Brasília - O líder do PSDB no Senado, Arthur Virgílio (AM), apresentou ontem um requerimento às Comissões de Fiscalização e Controle (CFC) e de Assuntos Econômicos (CAE) da Casa para a convocação do ministro da Fazenda, Antônio Palocci, do secretário da Receita Federal, Jorge Rachid, e do corregedor-geral do órgão, Moacir Leão.
  Virgílio quer que Palocci, Rachid e Leão dêem esclarecimentos sobre a crise na Receita. ‘‘Não queremos acusar ninguém, mas o governo tem sido flácido toda vez que se depara com um fato ético’’, afirmou o líder do PSDB no Senado.
  Virgílio, em pronunciamento no plenário, disse que ficou decepcionado com o fato de o ministro da Fazenda ter se negado duas vezes a falar sobre o assunto em audiência, na última quinta-feira, na Comissão de Constituição e Justiça (CCJ) do Senado, durante a discussão da reforma tributária.
  ‘‘Esse escândalo da Receita Federal começa a cheirar muito mal e a incomodar a sociedade’’, afirmou o líder do PSDB. Indagado se o acontecimento não teria responsabilidade no governo anterior, Virgílio destacou: ‘‘Não tem problema. Até mesmo se minha avó tivesse prevaricado, eu defenderia a apuração.’’
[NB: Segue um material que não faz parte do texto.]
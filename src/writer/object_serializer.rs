//! PDF object serialization.
//!
//! Serializes PDF objects to their byte representation according to
//! PDF specification ISO 32000-1:2008 Section 7.3.

use crate::object::{Dict, Object, ObjectRef};
use std::io::Write;

/// Serializer for PDF objects.
///
/// Converts PDF Object types to their byte representation following
/// the PDF specification syntax rules. Dictionary entries are written in
/// insertion order.
#[derive(Debug, Clone, Default)]
pub struct ObjectSerializer {
    /// Whether to use compact formatting (single line)
    compact: bool,
}

impl ObjectSerializer {
    /// Create a serializer that puts each dictionary entry on its own line.
    pub fn new() -> Self {
        Self::default()
    }

    /// Create a compact serializer: `<< /Key value /Key value >>`.
    pub fn compact() -> Self {
        Self { compact: true }
    }

    /// Serialize an object to bytes.
    pub fn serialize(&self, obj: &Object) -> Vec<u8> {
        let mut buf = Vec::new();
        // Writes into a Vec cannot fail.
        let _ = self.write_object(&mut buf, obj);
        buf
    }

    /// Serialize an object to a string (for debugging and tests).
    pub fn serialize_to_string(&self, obj: &Object) -> String {
        String::from_utf8_lossy(&self.serialize(obj)).to_string()
    }

    /// Write an object to any sink.
    pub fn write_to<W: Write>(&self, w: &mut W, obj: &Object) -> std::io::Result<()> {
        self.write_object(w, obj)
    }

    fn write_object<W: Write>(&self, w: &mut W, obj: &Object) -> std::io::Result<()> {
        match obj {
            Object::Null => write!(w, "null"),
            Object::Boolean(b) => write!(w, "{}", if *b { "true" } else { "false" }),
            Object::Integer(i) => write!(w, "{}", i),
            Object::Real(r) => self.write_real(w, *r),
            Object::String(s) => self.write_string(w, s),
            Object::Name(n) => self.write_name(w, n),
            Object::Array(arr) => self.write_array(w, arr),
            Object::Dictionary(dict) => self.write_dictionary(w, dict),
            Object::Stream { dict, data } => self.write_stream(w, dict, data),
            Object::Reference(r) => write!(w, "{} {} R", r.id, r.gen),
        }
    }

    /// Write a real number with at most 5 decimal places, trailing zeros trimmed.
    fn write_real<W: Write>(&self, w: &mut W, value: f64) -> std::io::Result<()> {
        if !value.is_finite() {
            return write!(w, "0");
        }
        if value.fract() == 0.0 {
            write!(w, "{}", value as i64)
        } else {
            let formatted = format!("{:.5}", value);
            let trimmed = formatted.trim_end_matches('0').trim_end_matches('.');
            if trimmed == "-0" {
                write!(w, "0")
            } else {
                write!(w, "{}", trimmed)
            }
        }
    }

    /// Write a PDF string.
    ///
    /// Uses literal string syntax `(...)` with proper escaping,
    /// or hex string syntax `<...>` for binary data.
    fn write_string<W: Write>(&self, w: &mut W, data: &[u8]) -> std::io::Result<()> {
        let is_printable = data
            .iter()
            .all(|&b| b == b'\n' || b == b'\r' || b == b'\t' || (0x20..=0x7E).contains(&b));

        if is_printable {
            w.write_all(b"(")?;
            w.write_all(&escape_literal(data))?;
            w.write_all(b")")
        } else {
            write!(w, "<")?;
            for byte in data {
                write!(w, "{:02X}", byte)?;
            }
            write!(w, ">")
        }
    }

    /// Write a PDF name.
    ///
    /// Names start with `/` and escape delimiters, whitespace and
    /// non-ASCII bytes with `#xx`.
    fn write_name<W: Write>(&self, w: &mut W, name: &str) -> std::io::Result<()> {
        write!(w, "/")?;
        for byte in name.bytes() {
            match byte {
                b'!'
                | b'"'
                | b'$'
                | b'&'
                | b'\''
                | b'*'..=b'.'
                | b'0'..=b':'
                | b';'
                | b'='
                | b'?'
                | b'@'
                | b'A'..=b'Z'
                | b'\\'
                | b'^'..=b'z'
                | b'|'
                | b'~' => {
                    w.write_all(&[byte])?;
                },
                _ => {
                    write!(w, "#{:02X}", byte)?;
                },
            }
        }
        Ok(())
    }

    fn write_array<W: Write>(&self, w: &mut W, arr: &[Object]) -> std::io::Result<()> {
        write!(w, "[")?;
        for (i, obj) in arr.iter().enumerate() {
            if i > 0 {
                write!(w, " ")?;
            }
            self.write_object(w, obj)?;
        }
        write!(w, "]")
    }

    fn write_dictionary<W: Write>(&self, w: &mut W, dict: &Dict) -> std::io::Result<()> {
        if dict.is_empty() {
            return write!(w, "<< >>");
        }

        write!(w, "<<")?;
        for (key, value) in dict {
            if self.compact {
                write!(w, " ")?;
            } else {
                write!(w, "\n  ")?;
            }
            self.write_name(w, key)?;
            write!(w, " ")?;
            self.write_object(w, value)?;
        }
        if self.compact {
            write!(w, " >>")
        } else {
            write!(w, "\n>>")
        }
    }

    /// Write a stream; `/Length` is filled in from the data when absent.
    fn write_stream<W: Write>(&self, w: &mut W, dict: &Dict, data: &[u8]) -> std::io::Result<()> {
        if dict.contains_key("Length") {
            self.write_dictionary(w, dict)?;
        } else {
            let mut with_length = dict.clone();
            with_length.insert("Length".to_string(), Object::Integer(data.len() as i64));
            self.write_dictionary(w, &with_length)?;
        }
        write!(w, "\nstream\n")?;
        w.write_all(data)?;
        write!(w, "\nendstream")
    }
}

/// Escape bytes for use inside a literal string `( ... )`.
pub fn escape_literal(data: &[u8]) -> Vec<u8> {
    let mut out = Vec::with_capacity(data.len() + 2);
    for &byte in data {
        match byte {
            b'(' => out.extend_from_slice(b"\\("),
            b')' => out.extend_from_slice(b"\\)"),
            b'\\' => out.extend_from_slice(b"\\\\"),
            b'\n' => out.extend_from_slice(b"\\n"),
            b'\r' => out.extend_from_slice(b"\\r"),
            b'\t' => out.extend_from_slice(b"\\t"),
            _ => out.push(byte),
        }
    }
    out
}

/// UTF-16BE with a leading byte order mark.
fn encode_utf16_be(s: &str) -> Vec<u8> {
    let mut result = vec![0xFE, 0xFF];
    for unit in s.encode_utf16() {
        result.extend_from_slice(&unit.to_be_bytes());
    }
    result
}

/// Helper functions for building PDF objects.
impl ObjectSerializer {
    /// Create a Name object.
    pub fn name(s: &str) -> Object {
        Object::Name(s.to_string())
    }

    /// Create a text string object from a Rust string.
    ///
    /// ASCII is stored as-is; anything else becomes UTF-16BE with a
    /// `FE FF` byte order mark (ISO 32000-1:2008, 7.9.2.2).
    pub fn string(s: &str) -> Object {
        if s.is_ascii() {
            Object::String(s.as_bytes().to_vec())
        } else {
            Object::String(encode_utf16_be(s))
        }
    }

    /// Create an Integer object.
    pub fn integer(i: i64) -> Object {
        Object::Integer(i)
    }

    /// Create a Real object.
    pub fn real(r: f64) -> Object {
        Object::Real(r)
    }

    /// Create a Boolean object.
    pub fn boolean(b: bool) -> Object {
        Object::Boolean(b)
    }

    /// Create an Array object.
    pub fn array(items: Vec<Object>) -> Object {
        Object::Array(items)
    }

    /// Create a Dictionary object; entries keep the given order.
    pub fn dict(entries: Vec<(&str, Object)>) -> Object {
        let map: Dict = entries
            .into_iter()
            .map(|(k, v)| (k.to_string(), v))
            .collect();
        Object::Dictionary(map)
    }

    /// Create a Reference object.
    pub fn reference(id: u32, gen: u16) -> Object {
        Object::Reference(ObjectRef::new(id, gen))
    }

    /// Create a rectangle array [x, y, width, height] -> [llx, lly, urx, ury].
    pub fn rect(x: f64, y: f64, width: f64, height: f64) -> Object {
        Object::Array(vec![
            Object::Real(x),
            Object::Real(y),
            Object::Real(x + width),
            Object::Real(y + height),
        ])
    }

    /// Create an array of reals from color components.
    pub fn color(components: &[f32]) -> Object {
        Object::Array(components.iter().map(|&c| Object::Real(c as f64)).collect())
    }
}

#[cfg(test)]
mod tests {
    use super::*;

    #[test]
    fn test_serialize_scalars() {
        let s = ObjectSerializer::new();
        assert_eq!(s.serialize_to_string(&Object::Null), "null");
        assert_eq!(s.serialize_to_string(&Object::Boolean(true)), "true");
        assert_eq!(s.serialize_to_string(&Object::Boolean(false)), "false");
        assert_eq!(s.serialize_to_string(&Object::Integer(42)), "42");
        assert_eq!(s.serialize_to_string(&Object::Integer(-123)), "-123");
    }

    #[test]
    fn test_serialize_real() {
        let s = ObjectSerializer::new();
        assert_eq!(s.serialize_to_string(&Object::Real(3.14258)), "3.14258");
        assert_eq!(s.serialize_to_string(&Object::Real(1.0)), "1");
        assert_eq!(s.serialize_to_string(&Object::Real(0.5)), "0.5");
        assert_eq!(s.serialize_to_string(&Object::Real(612.0)), "612");
        assert_eq!(s.serialize_to_string(&Object::Real(-0.000001)), "0");
        assert_eq!(s.serialize_to_string(&Object::Real(f64::NAN)), "0");
    }

    #[test]
    fn test_serialize_string() {
        let s = ObjectSerializer::new();
        assert_eq!(s.serialize_to_string(&Object::String(b"Hello".to_vec())), "(Hello)");
        assert_eq!(
            s.serialize_to_string(&Object::String(b"Test (parens)".to_vec())),
            "(Test \\(parens\\))"
        );
        assert_eq!(s.serialize_to_string(&Object::String(vec![0x00, 0xFF, 0x80])), "<00FF80>");
    }

    #[test]
    fn test_text_string_encoding() {
        let s = ObjectSerializer::new();
        assert_eq!(s.serialize_to_string(&ObjectSerializer::string("Cafe")), "(Cafe)");
        assert_eq!(
            s.serialize_to_string(&ObjectSerializer::string("Café")),
            "<FEFF00430061006600E9>"
        );
        // Outside the BMP: one surrogate pair
        assert_eq!(
            ObjectSerializer::string("\u{1F600}"),
            Object::String(vec![0xFE, 0xFF, 0xD8, 0x3D, 0xDE, 0x00])
        );
    }

    #[test]
    fn test_serialize_name_with_special_chars() {
        let s = ObjectSerializer::new();
        assert_eq!(s.serialize_to_string(&ObjectSerializer::name("Type")), "/Type");
        assert_eq!(
            s.serialize_to_string(&ObjectSerializer::name("Name With Space")),
            "/Name#20With#20Space"
        );
        assert_eq!(s.serialize_to_string(&ObjectSerializer::name("A/B")), "/A#2FB");
        assert_eq!(s.serialize_to_string(&ObjectSerializer::name("a#b")), "/a#23b");
        assert_eq!(s.serialize_to_string(&ObjectSerializer::name("50%")), "/50#25");
    }

    #[test]
    fn test_serialize_array() {
        let s = ObjectSerializer::compact();
        let arr = Object::Array(vec![Object::Integer(1), Object::Integer(2), Object::Integer(3)]);
        assert_eq!(s.serialize_to_string(&arr), "[1 2 3]");
        assert_eq!(s.serialize_to_string(&Object::Array(vec![])), "[]");
    }

    #[test]
    fn test_serialize_compact_dictionary_in_insertion_order() {
        let s = ObjectSerializer::compact();
        let dict = ObjectSerializer::dict(vec![
            ("Type", ObjectSerializer::name("Pages")),
            ("Kids", ObjectSerializer::array(vec![ObjectSerializer::reference(2, 0)])),
            ("Count", ObjectSerializer::integer(1)),
        ]);
        assert_eq!(s.serialize_to_string(&dict), "<< /Type /Pages /Kids [2 0 R] /Count 1 >>");
        assert_eq!(s.serialize_to_string(&ObjectSerializer::dict(vec![])), "<< >>");
    }

    #[test]
    fn test_serialize_pretty_dictionary() {
        let s = ObjectSerializer::new();
        let dict = ObjectSerializer::dict(vec![
            ("Type", ObjectSerializer::name("Catalog")),
            ("Pages", ObjectSerializer::reference(1, 0)),
        ]);
        assert_eq!(s.serialize_to_string(&dict), "<<\n  /Type /Catalog\n  /Pages 1 0 R\n>>");
    }

    #[test]
    fn test_serialize_stream_adds_length() {
        let s = ObjectSerializer::compact();
        let stream = Object::Stream {
            dict: Dict::new(),
            data: bytes::Bytes::from_static(b"BT ET"),
        };
        assert_eq!(s.serialize_to_string(&stream), "<< /Length 5 >>\nstream\nBT ET\nendstream");
    }

    #[test]
    fn test_rect_helper() {
        let s = ObjectSerializer::compact();
        assert_eq!(
            s.serialize_to_string(&ObjectSerializer::rect(72.0, 700.0, 100.0, 20.5)),
            "[72 700 172 720.5]"
        );
    }

    #[test]
    fn test_escape_literal() {
        assert_eq!(escape_literal(b"a(b)c\\"), b"a\\(b\\)c\\\\".to_vec());
        assert_eq!(escape_literal(b"line\nbreak"), b"line\\nbreak".to_vec());
    }
}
  Um pedido idêntico ao do líder foi protocolado de manhã pela senadora Heloísa Helena (PT-AL) na CFC, solicitando a convocação de Palocci, Rachid e Leão. Segundo Heloísa, são denúncias graves de crimes contra a administração pública, com o envolvimento direto da cúpula da Receita, pondo obstáculos às investigações da Corregedoria-Geral. As duas petições receberam o apoio do líder do PDT no Senado, Jefferson Péres (AM).